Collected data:
·····

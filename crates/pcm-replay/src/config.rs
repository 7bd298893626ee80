use std::fmt;
use std::path::PathBuf;

use replay_proto::StreamInfo;

use crate::error::{ReplayError, Result};
use crate::format::StreamDescriptor;

/// Session tuning parameters.
#[derive(Clone, Debug, PartialEq, Eq)]
pub struct ReplayConfig {
    /// Frames read, decoded and released per pacer authorization.
    pub chunk_frames: usize,
    /// Rewind and start a new pass at end of stream.
    pub loop_playback: bool,
    /// Largest backlog (in chunks) the pacer will catch up on; `None` is unbounded.
    pub max_catchup_chunks: Option<usize>,
}

impl Default for ReplayConfig {
    fn default() -> Self {
        Self {
            chunk_frames: 256,
            loop_playback: false,
            max_catchup_chunks: None,
        }
    }
}

impl ReplayConfig {
    pub fn validate(&self) -> Result<()> {
        if self.chunk_frames == 0 {
            return Err(ReplayError::InvalidStream(
                "chunk size must be at least 1 frame".to_string(),
            ));
        }
        if self.max_catchup_chunks == Some(0) {
            return Err(ReplayError::InvalidStream(
                "catch-up bound must be at least 1 chunk".to_string(),
            ));
        }
        Ok(())
    }

    /// [`validate`](Self::validate), plus a chunk that fits one `SAMPLES` payload of `descriptor`.
    pub fn validate_for(&self, descriptor: &StreamDescriptor) -> Result<()> {
        self.validate()?;
        let max = max_chunk_frames(descriptor.channel_count());
        if self.chunk_frames > max {
            return Err(ReplayError::InvalidStream(format!(
                "chunk of {} frames exceeds the {max}-frame limit for {} channels",
                self.chunk_frames, descriptor.channels
            )));
        }
        Ok(())
    }
}

/// Largest chunk whose `f32` samples fit in one wire payload.
pub fn max_chunk_frames(channels: usize) -> usize {
    replay_proto::MAX_PAYLOAD_BYTES as usize / (channels.max(1) * size_of::<f32>())
}

/// Descriptive name and category attached to the output stream.
#[derive(Clone, Debug, PartialEq, Eq)]
pub struct StreamLabels {
    pub name: String,
    pub kind: String,
}

impl Default for StreamLabels {
    fn default() -> Self {
        Self {
            name: "audio".to_string(),
            kind: "audio".to_string(),
        }
    }
}

impl StreamLabels {
    /// Build the metadata sent to the sink for a validated stream.
    pub fn stream_info(&self, descriptor: &StreamDescriptor, source: &str) -> StreamInfo {
        StreamInfo::new(
            self.name.clone(),
            self.kind.clone(),
            descriptor.channels,
            descriptor.frame_rate,
            format!("pcm_file_{source}"),
        )
        .with_frame_count(descriptor.frame_count)
    }
}

/// Where the wire sink writes.
#[derive(Clone, Debug, PartialEq, Eq)]
pub enum OutputTarget {
    Stdout,
    /// `host:port` of a listening receiver.
    Tcp(String),
    File(PathBuf),
}

impl OutputTarget {
    /// Parse `-`, `tcp://host:port`, or a file path.
    pub fn parse(s: &str) -> std::result::Result<Self, String> {
        let s = s.trim();
        if s.is_empty() {
            return Err("output target is empty".to_string());
        }
        if s == "-" {
            return Ok(OutputTarget::Stdout);
        }
        if let Some(addr) = s.strip_prefix("tcp://") {
            if addr.rsplit_once(':').is_none_or(|(host, port)| {
                host.is_empty() || port.parse::<u16>().is_err()
            }) {
                return Err(format!("expected tcp://host:port, got {s}"));
            }
            return Ok(OutputTarget::Tcp(addr.to_string()));
        }
        Ok(OutputTarget::File(PathBuf::from(s)))
    }
}

impl fmt::Display for OutputTarget {
    fn fmt(&self, f: &mut fmt::Formatter<'_>) -> fmt::Result {
        match self {
            OutputTarget::Stdout => f.write_str("stdout"),
            OutputTarget::Tcp(addr) => write!(f, "tcp://{addr}"),
            OutputTarget::File(path) => write!(f, "{}", path.display()),
        }
    }
}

·····

PROBLEM TO SOLVE:
The answer must restate all of the entries exactly.

EXERCISE ANSWER:
filename crates/pcm-replay/src/config.rs
repository 7bd298893626ee80
use std::fmt;
use std::path::PathBuf;

use replay_proto::StreamInfo;

use crate::error::{ReplayError, Result};
use crate::format::StreamDescriptor;

/// Session tuning parameters.
#[derive(Clone, Debug, PartialEq, Eq)]
pub struct ReplayConfig {
    /// Frames read, decoded and released per pacer authorization.
    pub chunk_frames: usize,
    /// Rewind and start a new pass at end of stream.
    pub loop_playback: bool,
    /// Largest backlog (in chunks) the pacer will catch up on; `None` is unbounded.
    pub max_catchup_chunks: Option<usize>,
}

impl Default for ReplayConfig {
    fn default() -> Self {
        Self {
            chunk_frames: 256,
            loop_playback: false,
            max_catchup_chunks: None,
        }
    }
}

impl ReplayConfig {
    pub fn validate(&self) -> Result<()> {
        if self.chunk_frames == 0 {
            return Err(ReplayError::InvalidStream(
                "chunk size must be at least 1 frame".to_string(),
            ));
        }
        if self.max_catchup_chunks == Some(0) {
            return Err(ReplayError::InvalidStream(
                "catch-up bound must be at least 1 chunk".to_string(),
            ));
        }
        Ok(())
    }

    /// [`validate`](Self::validate), plus a chunk that fits one `SAMPLES` payload of `descriptor`.
    pub fn validate_for(&self, descriptor: &StreamDescriptor) -> Result<()> {
        self.validate()?;
        let max = max_chunk_frames(descriptor.channel_count());
        if self.chunk_frames > max {
            return Err(ReplayError::InvalidStream(format!(
                "chunk of {} frames exceeds the {max}-frame limit for {} channels",
                self.chunk_frames, descriptor.channels
            )));
        }
        Ok(())
    }
}

/// Largest chunk whose `f32` samples fit in one wire payload.
pub fn max_chunk_frames(channels: usize) -> usize {
    replay_proto::MAX_PAYLOAD_BYTES as usize / (channels.max(1) * size_of::<f32>())
}

/// Descriptive name and category attached to the output stream.
#[derive(Clone, Debug, PartialEq, Eq)]
pub struct StreamLabels {
    pub name: String,
    pub kind: String,
}

impl Default for StreamLabels {
    fn default() -> Self {
        Self {
            name: "audio".to_string(),
            kind: "audio".to_string(),
        }
    }
}

impl StreamLabels {
    /// Build the metadata sent to the sink for a validated stream.
    pub fn stream_info(&self, descriptor: &StreamDescriptor, source: &str) -> StreamInfo {
        StreamInfo::new(
            self.name.clone(),
            self.kind.clone(),
            descriptor.channels,
            descriptor.frame_rate,
            format!("pcm_file_{source}"),
        )
        .with_frame_count(descriptor.frame_count)
    }
}

/// Where the wire sink writes.
#[derive(Clone, Debug, PartialEq, Eq)]
pub enum OutputTarget {
    Stdout,
    /// `host:port` of a listening receiver.
    Tcp(String),
    File(PathBuf),
}

impl OutputTarget {
    /// Parse `-`, `tcp://host:port`, or a file path.
    pub fn parse(s: &str) -> std::result::Result<Self, String> {
        let s = s.trim();
        if s.is_empty() {
            return Err("output target is empty".to_string());
        }
        if s == "-" {
            return Ok(OutputTarget::Stdout);
        }
        if let Some(addr) = s.strip_prefix("tcp://") {
            if addr.rsplit_once(':').is_none_or(|(host, port)| {
                host.is_empty() || port.parse::<u16>().is_err()
            }) {
                return Err(format!("expected tcp://host:port, got {s}"));
            }
            return Ok(OutputTarget::Tcp(addr.to_string()));
        }
        Ok(OutputTarget::File(PathBuf::from(s)))
    }
}

impl fmt::Display for OutputTarget {
    fn fmt(&self, f: &mut fmt::Formatter<'_>) -> fmt::Result {
        match self {
            OutputTarget::Stdout => f.write_str("stdout"),
            OutputTarget::Tcp(addr) => write!(f, "tcp://{addr}"),
            OutputTarget::File(path) => write!(f, "{}", path.display()),
        }
    }
}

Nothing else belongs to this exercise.